Much like dogs, modern domesticated goldfish have come a very long way from their original ancestors, and the explosion of colours is a far cry from the rather drab olive-bronze of their wild Asian cousins. Wild populations lack the larger fins, protruding eyes and colouration of aquarium specimens, and these characteristics are only maintained in the domesticated forms by selective breeding.

 

All of the shubunkins, sarasas, canaries and comets available today are simply different “breeds” of goldfish, and all will happily cross-breed to give a kaleidoscope of colour to rival koi in smaller ponds.

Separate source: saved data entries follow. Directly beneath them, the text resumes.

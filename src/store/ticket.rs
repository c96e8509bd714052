//! Pass ticket wallet.
//!
//! The app keeps at most one purchased day pass; buying again replaces it.
//! Stored in the same database as the stamps, as a single fixed-id row.

use chrono::{DateTime, NaiveDate, Utc};
use rusqlite::params;
use serde::Serialize;

use super::{fallback, StampStore};
use crate::fare::Party;

/// The purchased day pass as stored on disk.
#[derive(Debug, Clone, PartialEq, Eq, Serialize)]
pub struct PassTicket {
    pub travel_date: NaiveDate,
    pub adults: u32,
    pub children: u32,
    pub purchased_at: DateTime<Utc>,
}

impl PassTicket {
    pub fn new(travel_date: NaiveDate, party: Party) -> Self {
        PassTicket {
            travel_date,
            adults: party.adults,
            children: party.children,
            purchased_at: Utc::now(),
        }
    }

    pub fn party(&self) -> Party {
        Party {
            adults: self.adults,
            children: self.children,
        }
    }

    /// Payload encoded into the check-in QR image:
    /// `DTRIP-{purchase millis}-{adults}-{children}`.
    pub fn checkin_code(&self) -> String {
        format!(
            "DTRIP-{}-{}-{}",
            self.purchased_at.timestamp_millis(),
            self.adults,
            self.children
        )
    }
}

impl StampStore {
    /// Store the purchased pass, replacing any previous booking.
    pub fn save_ticket(&mut self, ticket: &PassTicket) {
        let result = self.conn.execute(
            "INSERT OR REPLACE INTO pass_ticket (id, travel_date, adults, children, purchased_at)
             VALUES (1, ?1, ?2, ?3, ?4)",
            params![
                ticket.travel_date.to_string(),
                ticket.adults,
                ticket.children,
                ticket.purchased_at.to_rfc3339(),
            ],
        );

        fallback("ticket save", result.map(|_| ()), ());
    }

    /// The current booking, if one exists. A row that no longer parses is
    /// treated as no booking at all.
    pub fn load_ticket(&self) -> Option<PassTicket> {
        let result = self.conn.query_row(
            "SELECT travel_date, adults, children, purchased_at FROM pass_ticket WHERE id = 1",
            [],
            |row| {
                Ok((
                    row.get::<_, String>(0)?,
                    row.get::<_, u32>(1)?,
                    row.get::<_, u32>(2)?,
                    row.get::<_, String>(3)?,
                ))
            },
        );

        let (date_raw, adults, children, purchased_raw) = match result {
            Ok(columns) => columns,
            Err(rusqlite::Error::QueryReturnedNoRows) => return None,
            Err(e) => {
                eprintln!("warning: stamp store ticket load failed: {e}");
                return None;
            }
        };

        let travel_date = date_raw.parse().ok()?;
        let purchased_at = DateTime::parse_from_rfc3339(&purchased_raw)
            .ok()?
            .with_timezone(&Utc);

        Some(PassTicket {
            travel_date,
            adults,
            children,
            purchased_at,
        })
    }

    /// Cancel the booking. Tolerant of there being none.
    pub fn clear_ticket(&mut self) {
        let result = self.conn.execute("DELETE FROM pass_ticket", []);
        fallback("ticket clear", result.map(|_| ()), ());
    }
}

Even the fantastically varied forms of the “Fancy” goldfish such pearlscales and lionheads are the result of genetic mutations which man has spotted and favoured by selective line breeding to perpetuate them according to fancy and fashion. Today, goldfish are even prized and celebrated in the types of organised shows normally associated with koi worth many thousands of pounds, with points awarded for details such as body shape, colour, finnage, deportment and other special characteristics.